(THE INPUT)

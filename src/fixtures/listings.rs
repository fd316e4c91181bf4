//! Listing Fixtures

use jiff::Timestamp;
use serde::Deserialize;

use crate::{
    fixtures::{FixtureError, parse_decimal, parse_price},
    listings::{ListingAnalytics, ListingRecord, ListingState},
};

/// Wrapper for listings in YAML
#[derive(Debug, Deserialize)]
pub struct ListingsFixture {
    /// Listings, in display order
    pub listings: Vec<ListingFixture>,
}

/// Listing fixture from YAML
#[derive(Debug, Deserialize)]
pub struct ListingFixture {
    /// Listing id
    pub id: u64,

    /// Stock keeping unit
    pub sku: String,

    /// Asking price (e.g., "45.00 EUR")
    pub price: String,

    /// Number of photos
    #[serde(default)]
    pub photo_count: u32,

    /// State label ("active" or "sold")
    #[serde(default = "default_status")]
    pub status: String,

    /// Publish time (RFC 3339)
    pub published_at: Timestamp,

    /// Last sync time; defaults to the publish time
    #[serde(default)]
    pub last_synced_at: Option<Timestamp>,

    /// Whether a boost is running
    #[serde(default)]
    pub boost_active: bool,

    /// Whether the listing is hidden
    #[serde(default)]
    pub is_hidden: bool,

    /// Brand
    #[serde(default)]
    pub brand: Option<String>,

    /// Description
    #[serde(default)]
    pub description: String,

    /// Analytics; an absent block means no activity yet
    #[serde(default)]
    pub analytics: Option<AnalyticsFixture>,
}

/// Analytics fixture from YAML
#[derive(Debug, Default, Deserialize)]
#[serde(default)]
pub struct AnalyticsFixture {
    /// Views
    pub views: u32,

    /// Favorites
    pub favorites: u32,

    /// Offers
    pub offers: u32,

    /// Average offer (e.g., "36.00 EUR")
    pub avg_offer_price: Option<String>,

    /// Best offer
    pub best_offer_price: Option<String>,

    /// Lowest offer
    pub lowest_offer_price: Option<String>,

    /// Views trend in percent (e.g., "-4.5")
    pub views_trend: Option<String>,

    /// Favorites trend in percent
    pub favorites_trend: Option<String>,
}

fn default_status() -> String {
    ListingState::Active.as_str().to_string()
}

impl ListingFixture {
    /// Convert to a listing record and its analytics
    ///
    /// # Errors
    ///
    /// Returns an error if a price, decimal or status label is invalid.
    pub fn try_into_records(
        self,
    ) -> Result<(ListingRecord<'static>, ListingAnalytics<'static>), FixtureError> {
        let price = parse_price(&self.price)?;
        let status = ListingState::from_label(&self.status)
            .ok_or_else(|| FixtureError::UnknownListingStatus(self.status.clone()))?;

        let listing = ListingRecord {
            id: self.id,
            sku: self.sku,
            price,
            photo_count: self.photo_count,
            status,
            published_at: self.published_at,
            last_synced_at: self.last_synced_at.unwrap_or(self.published_at),
            boost_active: self.boost_active,
            is_hidden: self.is_hidden,
            brand: self.brand,
            description: self.description,
        };

        let fixture = self.analytics.unwrap_or_default();
        let empty = ListingAnalytics::empty(price.currency());
        let money_or_empty = |value: Option<&String>| {
            value.map_or(Ok(empty.avg_offer_price), |s| parse_price(s))
        };

        let analytics = ListingAnalytics {
            views: fixture.views,
            favorites: fixture.favorites,
            offers: fixture.offers,
            avg_offer_price: money_or_empty(fixture.avg_offer_price.as_ref())?,
            best_offer_price: money_or_empty(fixture.best_offer_price.as_ref())?,
            lowest_offer_price: money_or_empty(fixture.lowest_offer_price.as_ref())?,
            views_trend: fixture
                .views_trend
                .as_deref()
                .map_or(Ok(empty.views_trend), parse_decimal)?,
            favorites_trend: fixture
                .favorites_trend
                .as_deref()
                .map_or(Ok(empty.favorites_trend), parse_decimal)?,
        };

        Ok((listing, analytics))
    }
}
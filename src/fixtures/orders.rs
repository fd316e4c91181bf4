//! Order Fixtures

use serde::Deserialize;

use crate::{
    fixtures::{FixtureError, parse_price},
    orders::{BundleItem, OrderError, OrderFees, OrderKind, OrderRecord, OrderSource, OrderStatus},
};

/// Wrapper for orders in YAML
#[derive(Debug, Deserialize)]
pub struct OrdersFixture {
    /// Orders, in display order
    pub orders: Vec<OrderFixture>,
}

/// Order fixture from YAML
#[derive(Debug, Deserialize)]
pub struct OrderFixture {
    /// Internal id
    pub id: u64,

    /// Marketplace order id
    pub order_id: String,

    /// "sale" or "purchase"
    #[serde(rename = "type")]
    pub kind: String,

    /// "vinted" or "manual"
    #[serde(default)]
    pub source: Option<String>,

    /// Lifecycle status label
    #[serde(default)]
    pub status: Option<String>,

    /// Order price (e.g., "20.00 EUR")
    pub price: String,

    /// Fee breakdown
    pub fees: FeesFixture,

    /// Bundle items; present only for bundle orders
    #[serde(default)]
    pub bundle_items: Option<Vec<BundleItemFixture>>,
}

/// Fee breakdown fixture from YAML
#[derive(Debug, Deserialize)]
pub struct FeesFixture {
    /// Item price
    pub item_price: String,

    /// Shipping fee
    pub shipping_fee: String,

    /// Service fee
    pub service_fee: String,

    /// Total; computed from the components when absent
    #[serde(default)]
    pub total: Option<String>,
}

/// Bundle item fixture from YAML
#[derive(Debug, Deserialize)]
pub struct BundleItemFixture {
    /// Title
    pub title: String,

    /// Stock keeping unit
    pub sku: String,

    /// Thumbnail URL
    #[serde(default)]
    pub thumbnail: Option<String>,
}

impl TryFrom<FeesFixture> for OrderFees<'static> {
    type Error = FixtureError;

    fn try_from(fixture: FeesFixture) -> Result<Self, Self::Error> {
        let fees = OrderFees::from_components(
            parse_price(&fixture.item_price)?,
            parse_price(&fixture.shipping_fee)?,
            parse_price(&fixture.service_fee)?,
        )
        .map_err(OrderError::from)?;

        match fixture.total {
            Some(total) => Ok(OrderFees {
                total: parse_price(&total)?,
                ..fees
            }),
            None => Ok(fees),
        }
    }
}

impl TryFrom<OrderFixture> for OrderRecord<'static> {
    type Error = FixtureError;

    fn try_from(fixture: OrderFixture) -> Result<Self, Self::Error> {
        let kind = match fixture.kind.as_str() {
            "sale" => OrderKind::Sale,
            "purchase" => OrderKind::Purchase,
            other => return Err(FixtureError::UnknownOrderKind(other.to_string())),
        };

        let mut order = OrderRecord::new(
            fixture.id,
            fixture.order_id,
            kind,
            parse_price(&fixture.price)?,
            fixture.fees.try_into()?,
        )?;

        if let Some(source) = fixture.source {
            order = order.with_source(match source.as_str() {
                "vinted" => OrderSource::Vinted,
                "manual" => OrderSource::Manual,
                other => return Err(FixtureError::UnknownOrderSource(other.to_string())),
            });
        }

        if let Some(status) = fixture.status {
            order = order.with_status(status.parse::<OrderStatus>()?);
        }

        if let Some(items) = fixture.bundle_items {
            order = order.with_bundle(
                items
                    .into_iter()
                    .map(|item| BundleItem {
                        title: item.title,
                        sku: item.sku,
                        thumbnail: item.thumbnail,
                    })
                    .collect::<Vec<_>>(),
            )?;
        }

        Ok(order)
    }
}

#[cfg(test)]
mod tests {
    use rusty_money::{Money, iso::EUR};
    use testresult::TestResult;

    use crate::orders::OrderCategory;

    use super::*;

    fn parse(yaml: &str) -> Result<OrderRecord<'static>, FixtureError> {
        let fixture: OrderFixture = serde_norway::from_str(yaml)?;

        OrderRecord::try_from(fixture)
    }

    #[test]
    fn order_with_defaults() -> TestResult {
        let order = parse(
            r#"
id: 1
order_id: V-1
type: sale
price: "20.00 EUR"
fees:
  item_price: "20.00 EUR"
  shipping_fee: "3.99 EUR"
  service_fee: "1.70 EUR"
"#,
        )?;

        assert_eq!(order.status(), OrderStatus::WaitingLabel);
        assert_eq!(order.source(), None);
        assert_eq!(order.fees().total, Money::from_minor(2569, EUR));
        assert!(!order.is_bundle());

        Ok(())
    }

    #[test]
    fn bundle_order_with_status_and_source() -> TestResult {
        let order = parse(
            r#"
id: 2
order_id: V-2
type: purchase
source: manual
status: cancelled_buyer
price: "30.00 EUR"
fees:
  item_price: "30.00 EUR"
  shipping_fee: "0 EUR"
  service_fee: "0 EUR"
  total: "29.00 EUR"
bundle_items:
  - title: Scarf
    sku: SC-1
  - title: Hat
    sku: HT-1
    thumbnail: https://img.example/ht-1.jpg
"#,
        )?;

        assert_eq!(order.kind(), OrderKind::Purchase);
        assert_eq!(order.source(), Some(OrderSource::Manual));
        assert_eq!(order.category(), OrderCategory::Cancelled);
        assert!(!order.fees().is_balanced());
        assert_eq!(order.bundle_items().len(), 2);

        Ok(())
    }

    #[test]
    fn empty_bundle_fails() -> TestResult {
        let fixture: OrderFixture = serde_norway::from_str(
            r#"
id: 3
order_id: V-3
type: sale
price: "5 EUR"
fees: { item_price: "5 EUR", shipping_fee: "0 EUR", service_fee: "0 EUR" }
bundle_items: []
"#,
        )?;

        let result = OrderRecord::try_from(fixture);

        assert!(
            matches!(result, Err(FixtureError::Order(OrderError::EmptyBundle(_)))),
            "expected EmptyBundle, got {result:?}"
        );

        Ok(())
    }

    #[test]
    fn unknown_status_fails() -> TestResult {
        let fixture: OrderFixture = serde_norway::from_str(
            r#"
id: 4
order_id: V-4
type: sale
status: lost
price: "5 EUR"
fees: { item_price: "5 EUR", shipping_fee: "0 EUR", service_fee: "0 EUR" }
"#,
        )?;

        let result = OrderRecord::try_from(fixture);

        assert!(
            matches!(result, Err(FixtureError::Order(OrderError::UnknownStatus(_)))),
            "expected UnknownStatus, got {result:?}"
        );

        Ok(())
    }
}
//! Seller Panel prelude.
//!
//! Convenience exports for common library consumers.

pub use crate::{
    clock::days_since,
    insights::{
        InsightData, InsightKind, ListingInsight, Severity, generate_insights,
        generate_insights_with, most_severe,
    },
    listings::{ListingAnalytics, ListingRecord, ListingState},
    orders::{
        BundleItem, OrderCategory, OrderError, OrderFees, OrderKind, OrderRecord, OrderSource,
        OrderStatus, OrderTabs, classify,
    },
    policy::{ListingPolicy, PolicyError},
    statuses::{
        DerivedStatus, DerivedStatuses, StatusKind, derive_statuses, derive_statuses_with,
        primary_status,
    },
};
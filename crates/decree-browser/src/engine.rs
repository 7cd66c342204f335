use crate::actions::{
    clear_script, click_link_script, click_script, parse_target, select_script, BrowserActions,
};
use crate::error::{BrowserError, Result};
use chromiumoxide::browser::{Browser, BrowserConfig};
use chromiumoxide::Page;
use decree_core::config::BrowserConfig as BrowserSettings;
use futures::stream::StreamExt;
use std::time::{Duration, Instant};
use tokio::sync::Mutex;
use tokio::task::JoinHandle;

/// Interval between element lookups while waiting for a selector.
const SELECTOR_POLL_MS: u64 = 100;

/// Browser automation engine driving a single page.
pub struct BrowserEngine {
    browser: Mutex<Browser>,
    page: Page,
    handler: JoinHandle<()>,
}

impl BrowserEngine {
    /// Create a new browser engine with default settings
    pub async fn new() -> Result<Self> {
        Self::with_settings(&BrowserSettings::default()).await
    }

    /// Launch Chromium with the given settings and open a blank page
    pub async fn with_settings(settings: &BrowserSettings) -> Result<Self> {
        let mut builder = BrowserConfig::builder()
            .no_sandbox()
            .window_size(settings.window_width, settings.window_height)
            .arg("--disable-gpu")
            .arg("--disable-dev-shm-usage")
            .arg("--disable-extensions")
            .arg("--disable-blink-features=AutomationControlled")
            .arg("--blink-settings=imagesEnabled=false");
        if !settings.headless {
            builder = builder.with_head();
        }
        let config = builder.build().map_err(BrowserError::ChromiumError)?;

        let (browser, mut handler) = Browser::launch(config)
            .await
            .map_err(|e| BrowserError::ChromiumError(e.to_string()))?;

        // Spawn browser handler
        let handler = tokio::spawn(async move {
            while let Some(event) = handler.next().await {
                if let Err(e) = event {
                    tracing::debug!("Browser handler event error: {}", e);
                }
            }
        });

        let page = browser
            .new_page("about:blank")
            .await
            .map_err(|e| BrowserError::ChromiumError(e.to_string()))?;

        tracing::debug!(
            "Browser launched (headless: {}, {}x{})",
            settings.headless,
            settings.window_width,
            settings.window_height
        );

        Ok(Self {
            browser: Mutex::new(browser),
            page,
            handler,
        })
    }

    /// Close the browser process and stop the event handler
    pub async fn close(&self) -> Result<()> {
        let mut browser = self.browser.lock().await;
        let result = browser
            .close()
            .await
            .map(|_| ())
            .map_err(|e| BrowserError::ChromiumError(e.to_string()));
        let _ = browser.wait().await;
        self.handler.abort();
        result
    }

    async fn eval_bool(&self, script: String) -> Result<bool> {
        self.page
            .evaluate(script)
            .await
            .map_err(|e| BrowserError::ScriptError(e.to_string()))?
            .into_value::<bool>()
            .map_err(|e| BrowserError::ScriptError(e.to_string()))
    }
}

#[async_trait::async_trait]
impl BrowserActions for BrowserEngine {
    async fn navigate(&self, url: &str) -> Result<()> {
        let target = parse_target(url)?;
        tracing::debug!("Navigating to {}", target);
        self.page
            .goto(target.as_str())
            .await
            .map_err(|e| BrowserError::NavigationError(format!("{url}: {e}")))?;
        Ok(())
    }

    async fn fill_field(&self, selector: &str, value: &str) -> Result<()> {
        if !self.eval_bool(clear_script(selector)).await? {
            return Err(BrowserError::SelectorNotFound(selector.to_string()));
        }
        let element = self
            .page
            .find_element(selector)
            .await
            .map_err(|_| BrowserError::SelectorNotFound(selector.to_string()))?;
        element
            .click()
            .await
            .map_err(|e| BrowserError::ChromiumError(e.to_string()))?
            .type_str(value)
            .await
            .map_err(|e| BrowserError::ChromiumError(e.to_string()))?;
        Ok(())
    }

    async fn select_value(&self, selector: &str, value: &str) -> Result<()> {
        if self.eval_bool(select_script(selector, value)).await? {
            Ok(())
        } else {
            Err(BrowserError::SelectorNotFound(selector.to_string()))
        }
    }

    async fn click(&self, selector: &str) -> Result<()> {
        if self.eval_bool(click_script(selector)).await? {
            Ok(())
        } else {
            Err(BrowserError::SelectorNotFound(selector.to_string()))
        }
    }

    async fn click_link_with_text(&self, container: &str, text: &str) -> Result<bool> {
        self.eval_bool(click_link_script(container, text)).await
    }

    async fn wait_for_selector(&self, selector: &str, timeout_ms: u64) -> Result<()> {
        let started = Instant::now();
        let timeout = Duration::from_millis(timeout_ms);
        loop {
            if self.page.find_element(selector).await.is_ok() {
                return Ok(());
            }
            if started.elapsed() >= timeout {
                return Err(BrowserError::Timeout(format!(
                    "{selector} not rendered within {timeout_ms}ms"
                )));
            }
            tokio::time::sleep(Duration::from_millis(SELECTOR_POLL_MS)).await;
        }
    }

    async fn extract_text(&self, selector: &str) -> Result<Option<String>> {
        let Ok(element) = self.page.find_element(selector).await else {
            return Ok(None);
        };
        element
            .inner_text()
            .await
            .map_err(|e| BrowserError::ChromiumError(e.to_string()))
    }

    async fn content(&self) -> Result<String> {
        self.page
            .content()
            .await
            .map_err(|e| BrowserError::ChromiumError(e.to_string()))
    }
}
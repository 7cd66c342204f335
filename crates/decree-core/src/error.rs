//! Core error types for decree harvesting.
//!
//! Subsystem crates define their own error enums; this module holds the
//! errors raised by the shared model and configuration layers.

use thiserror::Error;

/// Errors raised by the shared decree model.
#[derive(Error, Debug)]
pub enum CoreError {
    /// Validation errors (invalid month, year or date range)
    #[error("validation error: {0}")]
    Validation(String),
}

/// Configuration-specific errors.
#[derive(Error, Debug)]
pub enum ConfigError {
    /// No home directory to resolve the user config path from
    #[error("no user config directory for decree-harvest")]
    NoConfigDir,

    /// Explicitly requested config file does not exist
    #[error("no config file at {path}")]
    NotFound {
        /// Requested path
        path: String,
    },

    /// Malformed TOML
    #[error("config file is not valid TOML: {0}")]
    ParseError(#[from] toml::de::Error),

    /// Reading or writing the config file failed
    #[error("config file I/O failed: {0}")]
    Io(#[from] std::io::Error),

    /// A setting the harvest cannot run with
    #[error("invalid {field}: {reason}")]
    InvalidValue {
        /// Dotted setting name, e.g. `search.page_size`
        field: String,
        /// What is wrong with it
        reason: String,
    },
}

/// Result type alias using `CoreError`.
pub type Result<T> = std::result::Result<T, CoreError>;

/// Result type alias for configuration operations.
pub type ConfigResult<T> = std::result::Result<T, ConfigError>;
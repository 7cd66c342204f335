use thiserror::Error;

pub type Result<T> = std::result::Result<T, BrowserError>;

/// Failures while driving the search page.
#[derive(Debug, Error)]
pub enum BrowserError {
    /// Chromium could not be launched or the DevTools session broke
    #[error("chromium session failed: {0}")]
    ChromiumError(String),

    /// Page load failed or the target URL is malformed
    #[error("could not load {0}")]
    NavigationError(String),

    /// No rendered element matches the selector
    #[error("no element matches {0}")]
    SelectorNotFound(String),

    /// Element did not appear in time
    #[error("gave up waiting: {0}")]
    Timeout(String),

    /// Injected script threw or returned an unexpected value
    #[error("script evaluation failed: {0}")]
    ScriptError(String),
}

#[cfg(test)]
mod tests {
    use super::*;

    #[test]
    fn test_error_display() {
        let err = BrowserError::NavigationError("https://legis.alepe.pe.gov.br/".to_string());
        assert_eq!(err.to_string(), "could not load https://legis.alepe.pe.gov.br/");
    }

    #[test]
    fn test_selector_error() {
        let err = BrowserError::SelectorNotFound("#lbtnProx".to_string());
        assert_eq!(err.to_string(), "no element matches #lbtnProx");
    }

    #[test]
    fn test_timeout_error() {
        let err = BrowserError::Timeout("#lblQtd".to_string());
        assert_eq!(err.to_string(), "gave up waiting: #lblQtd");
    }
}
//! Decree Core - Foundation crate for decree harvesting.
//!
//! This crate provides the decree model, error handling and configuration
//! management that the browser, scanner and CLI crates depend on.
//!
//! # Modules
//!
//! - [`error`] - Central error types using thiserror
//! - [`config`] - TOML-based configuration with XDG paths
//! - [`types`] - The `Decree` accumulator and its enums, plus `DateRange`
//!
//! # Example
//!
//! ```rust
//! use decree_core::{AppConfig, DateRange};
//!
//! # fn main() -> Result<(), Box<dyn std::error::Error>> {
//! let config = AppConfig::default();
//! let range = DateRange::month(3, 2024)?;
//! println!("Searching {} at {}", range, config.search.search_url());
//! # Ok(())
//! # }
//! ```

#![warn(missing_docs)]
#![warn(clippy::all)]
#![warn(clippy::pedantic)]
#![allow(clippy::module_name_repetitions)]
#![allow(clippy::missing_errors_doc)]
#![allow(clippy::missing_panics_doc)]

pub mod config;
pub mod error;
pub mod types;

// Re-export commonly used types
pub use config::{
    AppConfig, BrowserConfig, EnrichmentConfig, HttpConfig, OutputConfig, SearchConfig,
};
pub use error::{ConfigError, ConfigResult, CoreError, Result};
pub use types::{normalize_year, DateRange, Decree, DecreeType, Framing, Program};
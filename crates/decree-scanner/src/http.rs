//! HTTP access to decree documents.
//!
//! [`HttpClient`] is built once per process and shared by every enrichment
//! worker. Retries for transient failures happen inside [`HttpClient::get_text`],
//! so callers see either a body or a final error.

use crate::error::{Result, ScanError};
use decree_core::HttpConfig;
use reqwest::{Client, StatusCode};
use std::time::Duration;

/// Statuses retried with backoff.
pub const TRANSIENT_STATUSES: [u16; 5] = [429, 500, 502, 503, 504];

/// Source of decree document text.
#[async_trait::async_trait]
pub trait DocumentFetcher: Send + Sync {
    /// Fetch the document at `url` as text.
    async fn fetch(&self, url: &str) -> Result<String>;
}

/// Retry schedule for transient failures.
#[derive(Debug, Clone)]
pub struct RetryPolicy {
    /// Retries after the first attempt
    pub max_retries: u32,
    /// Delay before the first retry, doubled for each following one
    pub base_delay: Duration,
    /// Statuses considered transient
    pub statuses: Vec<u16>,
}

impl RetryPolicy {
    /// Delay before retry number `attempt` (zero-based).
    #[must_use]
    pub fn backoff(&self, attempt: u32) -> Duration {
        self.base_delay.saturating_mul(2u32.saturating_pow(attempt))
    }

    /// Whether a response with `status` should be retried.
    #[must_use]
    pub fn is_transient(&self, status: StatusCode) -> bool {
        self.statuses.contains(&status.as_u16())
    }
}

impl Default for RetryPolicy {
    fn default() -> Self {
        Self {
            max_retries: 3,
            base_delay: Duration::from_millis(500),
            statuses: TRANSIENT_STATUSES.to_vec(),
        }
    }
}

/// Pooled HTTP client with connect/read timeouts and retry policy.
#[derive(Debug, Clone)]
pub struct HttpClient {
    client: Client,
    retry: RetryPolicy,
}

impl HttpClient {
    /// Build a client whose connection pool holds `pool_size` idle connections per host.
    pub fn new(config: &HttpConfig, pool_size: usize) -> Result<Self> {
        let client = Client::builder()
            .connect_timeout(Duration::from_secs(config.connect_timeout_secs))
            .read_timeout(Duration::from_secs(config.read_timeout_secs))
            .pool_max_idle_per_host(pool_size)
            .user_agent(config.user_agent.clone())
            .build()?;

        Ok(Self {
            client,
            retry: RetryPolicy {
                max_retries: config.max_retries,
                base_delay: Duration::from_millis(config.backoff_ms),
                ..RetryPolicy::default()
            },
        })
    }

    /// Replace the retry policy.
    #[must_use]
    pub fn with_retry_policy(mut self, retry: RetryPolicy) -> Self {
        self.retry = retry;
        self
    }

    /// GET `url` and return its body.
    ///
    /// Transient statuses and connection failures are retried with
    /// exponential backoff. Any other non-2xx status, or a transient one
    /// after the last retry, is returned as `ScanError::HttpStatus`.
    pub async fn get_text(&self, url: &str) -> Result<String> {
        let mut attempt = 0;
        loop {
            match self.client.get(url).send().await {
                Ok(response) => {
                    let status = response.status();
                    if status.is_success() {
                        return Ok(response.text().await?);
                    }
                    if !self.retry.is_transient(status) || attempt >= self.retry.max_retries {
                        return Err(ScanError::HttpStatus {
                            url: url.to_string(),
                            status: status.as_u16(),
                        });
                    }
                    tracing::debug!("HTTP {} for {}, retrying", status.as_u16(), url);
                }
                Err(e) if e.is_connect() && attempt < self.retry.max_retries => {
                    tracing::debug!("Connection to {} failed ({}), retrying", url, e);
                }
                Err(e) => return Err(e.into()),
            }

            let delay = self.retry.backoff(attempt);
            attempt += 1;
            tracing::warn!(
                "Fetch of {} failed (attempt {}/{}), retrying in {:?}",
                url,
                attempt,
                self.retry.max_retries + 1,
                delay
            );
            tokio::time::sleep(delay).await;
        }
    }
}

#[async_trait::async_trait]
impl DocumentFetcher for HttpClient {
    async fn fetch(&self, url: &str) -> Result<String> {
        self.get_text(url).await
    }
}
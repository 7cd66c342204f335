//! Field extraction from raw result-row text.

use once_cell::sync::Lazy;
use regex::Regex;

/// Length of the `dd/mm/yyyy` publication date at the end of its label.
pub const DATE_LEN: usize = 10;

static NUMBER_REGEX: Lazy<Regex> = Lazy::new(|| Regex::new(r"\d[\d.]*").expect("valid regex"));
static ID_REGEX: Lazy<Regex> = Lazy::new(|| Regex::new(r"\d+").expect("valid regex"));

/// Decree number from a label such as `Decreto nº 51.234`.
///
/// Takes the first run of digits and dots, drops the separators and parses
/// the rest. Returns `-1` when no number can be read.
pub fn decree_number(label: &str) -> i64 {
    NUMBER_REGEX
        .find(label)
        .and_then(|m| m.as_str().replace('.', "").parse().ok())
        .unwrap_or(-1)
}

/// Trailing fixed-width date of a publication label.
pub fn publish_date(text: &str) -> String {
    let text = text.trim();
    let chars: Vec<char> = text.chars().collect();
    let start = chars.len().saturating_sub(DATE_LEN);
    chars[start..].iter().collect()
}

/// First integer of a detail link's query string, used as the decree's stable id.
///
/// Links without a query string are searched whole.
pub fn link_id(href: &str) -> Option<i64> {
    let query = href.split_once('?').map_or(href, |(_, query)| query);
    ID_REGEX.find(query).and_then(|m| m.as_str().parse().ok())
}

(End THE INPUT)

■ WHAT YOU NEED TO DO
Return only the exact lines from the opening of the records through the line that contains "listings in YAML", both included.

■ OUTPUT
filename src/fixtures/listings.rs
repository fd316e4c91181bf4
//! Listing Fixtures

use jiff::Timestamp;
use serde::Deserialize;

use crate::{
    fixtures::{FixtureError, parse_decimal, parse_price},
    listings::{ListingAnalytics, ListingRecord, ListingState},
};

/// Wrapper for listings in YAML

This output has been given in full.